SeLeNe Kick-off Meeting 15-16/11/2002 SeLeNe-related Research At Birkbeck Alex Poulovassilis and...

SeLeNe Kick-off Meeting 15-16/11/2002

SeLeNe-related Research At Birkbeck

Alex Poulovassilis and Peter T.Wood

Database and Web Technologies Group

School of Computer Science and Information Systems

Birkbeck, University of London


Research in CS & IS at Birkbeck

Main groups:

• Database and Web Technologies

• Computational Intelligence

• Bioinformatics

• Software Engineering

Main research funding sources: EPSRC, BBSRC, EU, Wellcome Trust, HEFCE, industry

URL http://www.dcs.bbk.ac.uk/~research/groups.html

http://www.dcs.bbk.ac.uk/~research/groups.html


Teaching in CS & IS at Birkbeck

Foundation Degree in IT (part-time) BSc Computing (pt) BSc Information Systems and Management (pt) MSc Computing Science (ft and pt) PG Dip & MSc in e-commerce (ft and pt)

MSc in Advanced Information Systems (ft and pt) MRes in Computer Science (ft and pt) MPhil/PhD in Computer Science (ft and pt)

URL http://www.dcs.bbk.ac.uk/~courses/

http://www.dcs.bbk.ac.uk/~courses/


1. ECA Rules for XML

This is work by us in collaboration with James Bailey at Melbourne.
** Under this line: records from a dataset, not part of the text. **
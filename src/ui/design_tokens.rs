// SPDX-License-Identifier: MPL-2.0
#![doc = r#"
# Design Tokens

This module defines all of the application's design tokens, following the W3C Design Tokens standard.

## Organization

- **Palette**: Base colors
- **Opacity**: Standardized opacity levels
- **Spacing**: Spacing scale (8px grid)
- **Sizing**: Component sizes
- **Typography**: Font size scale
- **Border**: Border width scale
- **Radius**: Border radii
- **Shadow**: Shadow definitions

## Examples

```
use skillforge_landing::ui::design_tokens::{palette, spacing, opacity};
use iced::Color;

// Create an overlay color
let overlay_bg = Color {
    a: opacity::OVERLAY_STRONG,
    ..palette::BLACK
};

// Use the spacing scale
let padding = spacing::MD; // 16px
```

## Modification

⚠️ Tokens are designed to be consistent. Before modifying:
1. Check the impact on all components
2. Maintain ratios (e.g., MD = XS * 2)
3. Run validation tests
"#]

use iced::Color;

// ============================================================================
// Color Palette
// ============================================================================

pub mod palette {
    use super::Color;

    // Grayscale
    pub const BLACK: Color = Color::BLACK;
    pub const WHITE: Color = Color::WHITE;
    pub const GRAY_900: Color = Color::from_rgb(0.1, 0.1, 0.12);
    pub const GRAY_700: Color = Color::from_rgb(0.3, 0.3, 0.33);
    pub const GRAY_400: Color = Color::from_rgb(0.45, 0.45, 0.5);
    pub const GRAY_200: Color = Color::from_rgb(0.75, 0.75, 0.78);
    pub const GRAY_100: Color = Color::from_rgb(0.88, 0.88, 0.9);

    // Brand colors (indigo scale)
    pub const PRIMARY_100: Color = Color::from_rgb(0.88, 0.9, 0.99); // Very light indigo
    pub const PRIMARY_200: Color = Color::from_rgb(0.76, 0.8, 0.97); // Light indigo
    pub const PRIMARY_400: Color = Color::from_rgb(0.52, 0.6, 0.95); // Medium light indigo
    pub const PRIMARY_500: Color = Color::from_rgb(0.4, 0.49, 0.92); // Primary indigo
    pub const PRIMARY_600: Color = Color::from_rgb(0.33, 0.41, 0.82); // Medium dark indigo
    pub const PRIMARY_700: Color = Color::from_rgb(0.26, 0.33, 0.7); // Dark indigo
    pub const PRIMARY_800: Color = Color::from_rgb(0.19, 0.25, 0.56); // Very dark indigo

    // Accent colors (violet scale, the second stop of the brand gradient)
    pub const ACCENT_400: Color = Color::from_rgb(0.58, 0.42, 0.74);
    pub const ACCENT_500: Color = Color::from_rgb(0.46, 0.29, 0.64);
    pub const ACCENT_600: Color = Color::from_rgb(0.38, 0.23, 0.54);

    // Semantic colors
    pub const ERROR_500: Color = Color::from_rgb(0.898, 0.224, 0.208);
    pub const WARNING_500: Color = Color::from_rgb(0.945, 0.651, 0.125);
    pub const SUCCESS_500: Color = Color::from_rgb(0.263, 0.702, 0.404);
    pub const INFO_500: Color = Color::from_rgb(0.392, 0.588, 1.0);
}

// ============================================================================
// Opacity Scale
// ============================================================================

pub mod opacity {
    pub const TRANSPARENT: f32 = 0.0;
    pub const OVERLAY_SUBTLE: f32 = 0.2;
    pub const OVERLAY_MEDIUM: f32 = 0.5;
    pub const OVERLAY_STRONG: f32 = 0.7;
    pub const OVERLAY_HOVER: f32 = 0.8;
    pub const OVERLAY_PRESSED: f32 = 0.9;
    pub const OPAQUE: f32 = 1.0;

    /// Surface background - Semi-transparent panels and containers
    pub const SURFACE: f32 = 0.95;

    /// Decorative background orbs - faint enough to never fight the copy
    pub const ORB: f32 = 0.16;
}

// ============================================================================
// Spacing Scale (8px baseline grid)
// ============================================================================

pub mod spacing {
    pub const XXS: f32 = 4.0; // 0.5 unit
    pub const XS: f32 = 8.0; // 1 unit
    pub const SM: f32 = 12.0; // 1.5 units
    pub const MD: f32 = 16.0; // 2 units
    pub const LG: f32 = 24.0; // 3 units
    pub const XL: f32 = 32.0; // 4 units
    pub const XXL: f32 = 48.0; // 6 units
}

// ============================================================================
// Sizing Scale
// ============================================================================

pub mod sizing {
    // Interactive element heights
    pub const BUTTON_HEIGHT: f32 = 36.0;
    pub const CTA_HEIGHT: f32 = 48.0;

    // Chrome
    pub const NAVBAR_HEIGHT: f32 = 64.0;
    pub const RIBBON_HEIGHT: f32 = 3.0;

    // Component widths
    pub const TOAST_WIDTH: f32 = 320.0;
    pub const CONTENT_MAX_WIDTH: f32 = 960.0;

    // Feature cards
    pub const CARD_WIDTH: f32 = 340.0;
    pub const CARD_HEIGHT: f32 = 180.0;
    /// Vertical travel of the hover lift.
    pub const CARD_LIFT: f32 = 12.0;
}

// ============================================================================
// Typography Scale
// ============================================================================

pub mod typography {
    //! Font size scale following Material Design 3 type scale principles.
    //!
    //! The scale provides semantic sizes for consistent text hierarchy:
    //! - Display/Titles: Large headings (hero, section headings)
    //! - Body: Primary content text
    //! - Caption: Secondary, supporting text

    /// Display - Hero headline
    pub const DISPLAY: f32 = 44.0;

    /// Large title - Section headings
    pub const TITLE_LG: f32 = 30.0;

    /// Medium title - Brand name, prominent labels
    pub const TITLE_MD: f32 = 20.0;

    /// Small title - Card headings
    pub const TITLE_SM: f32 = 18.0;

    /// Large body - Hero subtitle, emphasis text
    pub const BODY_LG: f32 = 16.0;

    /// Standard body - Most UI text, labels, descriptions
    pub const BODY: f32 = 14.0;

    /// Small body - Hints, secondary labels
    pub const BODY_SM: f32 = 13.0;

    /// Caption - Badges, timestamps, small info
    pub const CAPTION: f32 = 12.0;
}

// ============================================================================
// Border Scale
// ============================================================================

pub mod border {
    /// Thin border - Subtle separators, input fields
    pub const WIDTH_SM: f32 = 1.0;

    /// Medium border - Emphasis borders, toast accents
    pub const WIDTH_MD: f32 = 2.0;
}

// ============================================================================
// Border Radius Scale
// ============================================================================

pub mod radius {
    pub const NONE: f32 = 0.0;
    pub const SM: f32 = 4.0;
    pub const MD: f32 = 8.0;
    pub const LG: f32 = 12.0;
    pub const FULL: f32 = 9999.0; // Pill shape
}

// ============================================================================
// Shadow Definitions
// ============================================================================

pub mod shadow {
    use super::palette;
    use iced::{Shadow, Vector};

    pub const NONE: Shadow = Shadow {
        color: palette::BLACK,
        offset: Vector::ZERO,
        blur_radius: 0.0,
    };

    pub const SM: Shadow = Shadow {
        color: palette::BLACK,
        offset: Vector { x: 0.0, y: 2.0 },
        blur_radius: 4.0,
    };

    pub const MD: Shadow = Shadow {
        color: palette::BLACK,
        offset: Vector { x: 0.0, y: 4.0 },
        blur_radius: 8.0,
    };

    pub const LG: Shadow = Shadow {
        color: palette::BLACK,
        offset: Vector { x: 0.0, y: 8.0 },
        blur_radius: 16.0,
    };
}

// ============================================================================
// Compile-time Validation
// ============================================================================

const _: () = {
    // Spacing validation
    assert!(spacing::XS > 0.0);
    assert!(spacing::SM > spacing::XS);
    assert!(spacing::MD > spacing::SM);
    assert!(spacing::LG > spacing::MD);

    // Opacity validation
    assert!(opacity::TRANSPARENT == 0.0);
    assert!(opacity::OPAQUE == 1.0);
    assert!(opacity::OVERLAY_MEDIUM > 0.0 && opacity::OVERLAY_MEDIUM < 1.0);
    assert!(opacity::ORB > 0.0 && opacity::ORB < opacity::OVERLAY_SUBTLE);

    // Sizing validation
    assert!(sizing::CARD_WIDTH > sizing::CARD_HEIGHT);
    assert!(sizing::CARD_LIFT < sizing::CARD_HEIGHT);
    assert!(sizing::RIBBON_HEIGHT < sizing::NAVBAR_HEIGHT);

    // Typography validation
    assert!(typography::DISPLAY > typography::TITLE_LG);
    assert!(typography::TITLE_LG > typography::TITLE_MD);
    assert!(typography::TITLE_MD > typography::TITLE_SM);
    assert!(typography::TITLE_SM > typography::BODY_LG);
    assert!(typography::BODY > typography::BODY_SM);
    assert!(typography::BODY_SM > typography::CAPTION);

    // Border validation
    assert!(border::WIDTH_MD > border::WIDTH_SM);

    // Color validation
    assert!(palette::PRIMARY_500.r >= 0.0 && palette::PRIMARY_500.r <= 1.0);
};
It is currently being implemented by George Papamarkos, who has just started at Birkbeck as a research student and part-time RA on SeLeNe

XML repositories are increasingly being used in dynamic applications where actions need to be taken in a timely fashion in response to updates to the data

Thus, there is a need for reactive functionality on XML repositories:

event-condition-action (ECA) rules are a natural candidate


ECA Rules

ECA rules take the form: on event if condition do action

Users/Apps

EventDetection

Action Execution

ConditionEvaluation


ECA rules in Active Databases

ECA rules in active relational databases are of the form

on insert/delete/update of a table

if SQL condition

do SQL statement(s)

When an insertion/deletion/update occurs, the DBMS provides a set of instantiations for the variables $new and $old

These variables can be used within the condition and action parts of rules


ECA in Active Databases

ECA rules are used in conventional data warehouses for

• generation and incremental maintenance of materialised views

• checking integrity constraints

• performing automatic repairs when violations are detected

• maintaining audit trails of the data

• maintaining statistics of data warehouse performance and usage

By analogy, ECA rules can be used to provide similar functionality on semi-structured data such as XML and RDF.


Our ECA Language for XML

In our WWW2002 and Computer Networks 2002 papers, we present a language for defining ECA rules on XML

Rather than introducing yet another language for XML, we use fragments of the XPath and XQuery languages within the event, condition and action parts of our ECA rules

This allows leverage of ongoing work on XPath and XQuery


Our ECA Language for XML

The event part of an ECA rule is of the form

INSERT e

or

DELETE e

where e is a simple XPath expression

Simple XPath disallows the use of any axis other than the child, parent, self, or descendant-or-self axes, and the use of all functions other than document()


Our ECA Language - Events

In a rule event part of the form

INSERT e

the XPath expression e evaluates to a set of nodes

The rule is triggered if this set of nodes includes any node that has been inserted by the most recent update on the XML database

The set of instantiations for the variable $delta is the set of new nodes returned by e


Our ECA Language - Events

Similarly, in a rule event part of the form

DELETE e

the XPath expression e evaluates to a set of nodes

The rule is triggered if this set of nodes includes any node that has been deleted by the most recent update on the XML database

The set of instantiations for the variable $delta is the set of deleted nodes returned by e


Our ECA Language - Conditions

The condition part of a rule is either

• TRUE, or

• one or more simple XPath expressions connected by and, or, not

A rule’s actions are executed on each XML document which

• has been changed by an event of the form specified in the rule's event part,

• for each value of $delta for which the rule's condition is True


Our ECA Language - Actions

Each rule action is of the form

INSERT r BELOW e

or

DELETE e

e is a simple XPath expression r is a simple XQuery expression

Simple XQuery disallows the use of full FLWR expressions, essentially permitting only the Return part of an expression.


An Example

An XML database containing two documents s.xml and p.xml:

<stores> <products>

<store id="s1"> <product id="p1">

<location>...</location> <name>...</name>

<manager>...</manager> <price>...</price>

<product id="p1"/> <store id="s1"/>

<product id="p2"/> <store id="s2"/>

... …

</store> </product>

... …

</stores> </products>


Example (cont’d)

If one or more products are added to a store in s.xml, this rule appends that store to the children of those products in p.xml if it’s not already a child:

Rule 1:

on INSERT document('s.xml')/stores/store/product

if not (document('p.xml')/products/

product[@id=$delta/@id]/store[@id=$delta/../@id])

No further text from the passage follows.